# DATASET CONTENT:
#[cfg(test)]
mod tests {
    use super::*;
    use crate::identity::{MockIdentityProvider, SignInMethod};

    fn grant(email: &str, method: SignInMethod) -> AuthGrant {
        AuthGrant {
            user: User {
                uid: "uid-1".to_string(),
                email: Some(email.to_string()),
                display_name: None,
                method,
            },
            credential: Credential::new("id-token", Some(3600)),
        }
    }

    fn session(mock: MockIdentityProvider) -> AuthSession {
        AuthSession::new(Arc::new(mock))
    }

    #[tokio::test]
    async fn sign_in_success_authenticates() {
        let mut mock = MockIdentityProvider::new();
        mock.expect_sign_in()
            .withf(|email, password| email == "a@b.com" && password == "hunter22")
            .times(1)
            .returning(|email, _| Ok(grant(email, SignInMethod::Password)));

        let session = session(mock);
        let outcome = session.sign_in(" a@b.com ", "hunter22").await.unwrap();

        assert_eq!(outcome.notice, Notice::success("Welcome back!"));
        assert_eq!(outcome.credential.token(), "id-token");
        assert_eq!(
            session.state().await,
            AuthState::Authenticated(outcome.user.clone())
        );
        assert!(!session.is_busy());
    }

    #[tokio::test]
    async fn sign_in_with_empty_fields_never_calls_provider() {
        let mut mock = MockIdentityProvider::new();
        mock.expect_sign_in().never();
        let session = session(mock);

        assert_eq!(
            session.sign_in("", "password").await.unwrap_err(),
            AuthError::MissingFields
        );
        assert_eq!(
            session.sign_in("a@b.com", "").await.unwrap_err(),
            AuthError::MissingFields
        );
        assert_eq!(
            session.sign_in("   ", "password").await.unwrap_err(),
            AuthError::MissingFields
        );
        assert_eq!(session.state().await, AuthState::Unauthenticated);
    }

    #[tokio::test]
    async fn sign_in_short_password_still_reaches_provider() {
        let mut mock = MockIdentityProvider::new();
        mock.expect_sign_in()
            .times(1)
            .returning(|_, _| Err(ProviderError::rejected("INVALID_LOGIN_CREDENTIALS")));

        let session = session(mock);
        assert_eq!(
            session.sign_in("a@b.com", "123").await.unwrap_err(),
            AuthError::InvalidCredentials
        );
    }

    #[tokio::test]
    async fn sign_in_failures_are_translated() {
        let mut mock = MockIdentityProvider::new();
        mock.expect_sign_in()
            .times(1)
            .returning(|_, _| Err(ProviderError::rejected("EMAIL_NOT_FOUND")));

        let session = session(mock);
        assert_eq!(
            session.sign_in("ghost@b.com", "password").await.unwrap_err(),
            AuthError::UserNotFound
        );
        assert_eq!(session.state().await, AuthState::Unauthenticated);
        assert_eq!(session.current_user().await, None);
    }

    #[tokio::test]
    async fn sign_up_weak_password_never_calls_provider() {
        let mut mock = MockIdentityProvider::new();
        mock.expect_sign_up().never();
        let session = session(mock);

        let error = session.sign_up("a@b.com", "12345").await.unwrap_err();
        assert_eq!(error, AuthError::WeakPassword);
        assert_eq!(session.state().await, AuthState::Unauthenticated);
    }

    #[tokio::test]
    async fn sign_up_empty_fields_never_calls_provider() {
        let mut mock = MockIdentityProvider::new();
        mock.expect_sign_up().never();
        let session = session(mock);

        assert_eq!(
            session.sign_up("", "").await.unwrap_err(),
            AuthError::MissingFields
        );
    }

    #[tokio::test]
    async fn sign_up_email_in_use() {
        let mut mock = MockIdentityProvider::new();
        mock.expect_sign_up()
            .times(1)
            .returning(|_, _| Err(ProviderError::rejected("EMAIL_EXISTS")));

        let session = session(mock);
        assert_eq!(
            session.sign_up("a@b.com", "123456").await.unwrap_err(),
            AuthError::EmailInUse
        );
    }

    #[tokio::test]
    async fn sign_up_success_reports_account_created() {
        let mut mock = MockIdentityProvider::new();
        mock.expect_sign_up()
            .times(1)
            .returning(|email, _| Ok(grant(email, SignInMethod::Password)));

        let session = session(mock);
        let outcome = session.sign_up("a@b.com", "123456").await.unwrap();
        assert_eq!(outcome.notice.message, "Account created successfully!");
        assert_eq!(
            session.current_user().await.and_then(|u| u.email),
            Some("a@b.com".to_string())
        );
    }

    #[tokio::test]
    async fn federated_sign_in_success() {
        let mut mock = MockIdentityProvider::new();
        mock.expect_sign_in_with_google()
            .withf(|authorization| authorization.code == "auth-code")
            .times(1)
            .returning(|_| Ok(grant("g@b.com", SignInMethod::Google)));

        let session = session(mock);
        let outcome = session
            .federated_sign_in(FederatedFlow::Completed(GoogleAuthorization {
                code: "auth-code".to_string(),
                redirect_uri: "http://localhost:3000/auth/google/callback".to_string(),
            }))
            .await
            .unwrap();

        assert_eq!(outcome.user.method, SignInMethod::Google);
        assert_eq!(outcome.notice.message, "Signed in with Google!");
    }

    #[tokio::test]
    async fn federated_cancel_fails_without_provider() {
        let mut mock = MockIdentityProvider::new();
        mock.expect_sign_in_with_google().never();
        let session = session(mock);

        let error = session
            .federated_sign_in(FederatedFlow::Cancelled {
                reason: "access_denied".to_string(),
            })
            .await
            .unwrap_err();

        assert_eq!(error, AuthError::FederatedAuthFailure);
        assert_eq!(session.state().await, AuthState::Unauthenticated);
    }

    #[tokio::test]
    async fn federated_provider_errors_are_federated_failures() {
        let mut mock = MockIdentityProvider::new();
        mock.expect_sign_in_with_google()
            .times(1)
            .returning(|_| Err(ProviderError::Transport("timeout".to_string())));

        let session = session(mock);
        let error = session
            .federated_sign_in(FederatedFlow::Completed(GoogleAuthorization {
                code: "auth-code".to_string(),
                redirect_uri: "http://localhost/cb".to_string(),
            }))
            .await
            .unwrap_err();
        assert_eq!(error, AuthError::FederatedAuthFailure);
    }

    #[tokio::test]
    async fn concurrent_attempt_is_rejected_as_busy() {
        let mut mock = MockIdentityProvider::new();
        mock.expect_sign_in().never();
        let session = session(mock);

        session.in_flight.store(true, Ordering::Release);
        assert_eq!(
            session.sign_in("a@b.com", "password").await.unwrap_err(),
            AuthError::Busy
        );
        assert!(session.is_busy());
    }

    #[tokio::test]
    async fn sign_out_returns_to_unauthenticated() {
        let mut mock = MockIdentityProvider::new();
        mock.expect_sign_in()
            .returning(|email, _| Ok(grant(email, SignInMethod::Password)));

        let session = session(mock);
        session.sign_in("a@b.com", "password").await.unwrap();
        session.sign_out().await;

        assert_eq!(session.state().await, AuthState::Unauthenticated);
        assert_eq!(session.current_user().await, None);
    }
}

# ACTIVITY:
All lines of the material that contain the string "ProviderError" are to be copied.

# RESULT:
            .returning(|_, _| Err(ProviderError::rejected("INVALID_LOGIN_CREDENTIALS")));
            .returning(|_, _| Err(ProviderError::rejected("EMAIL_NOT_FOUND")));
            .returning(|_, _| Err(ProviderError::rejected("EMAIL_EXISTS")));
            .returning(|_| Err(ProviderError::Transport("timeout".to_string())));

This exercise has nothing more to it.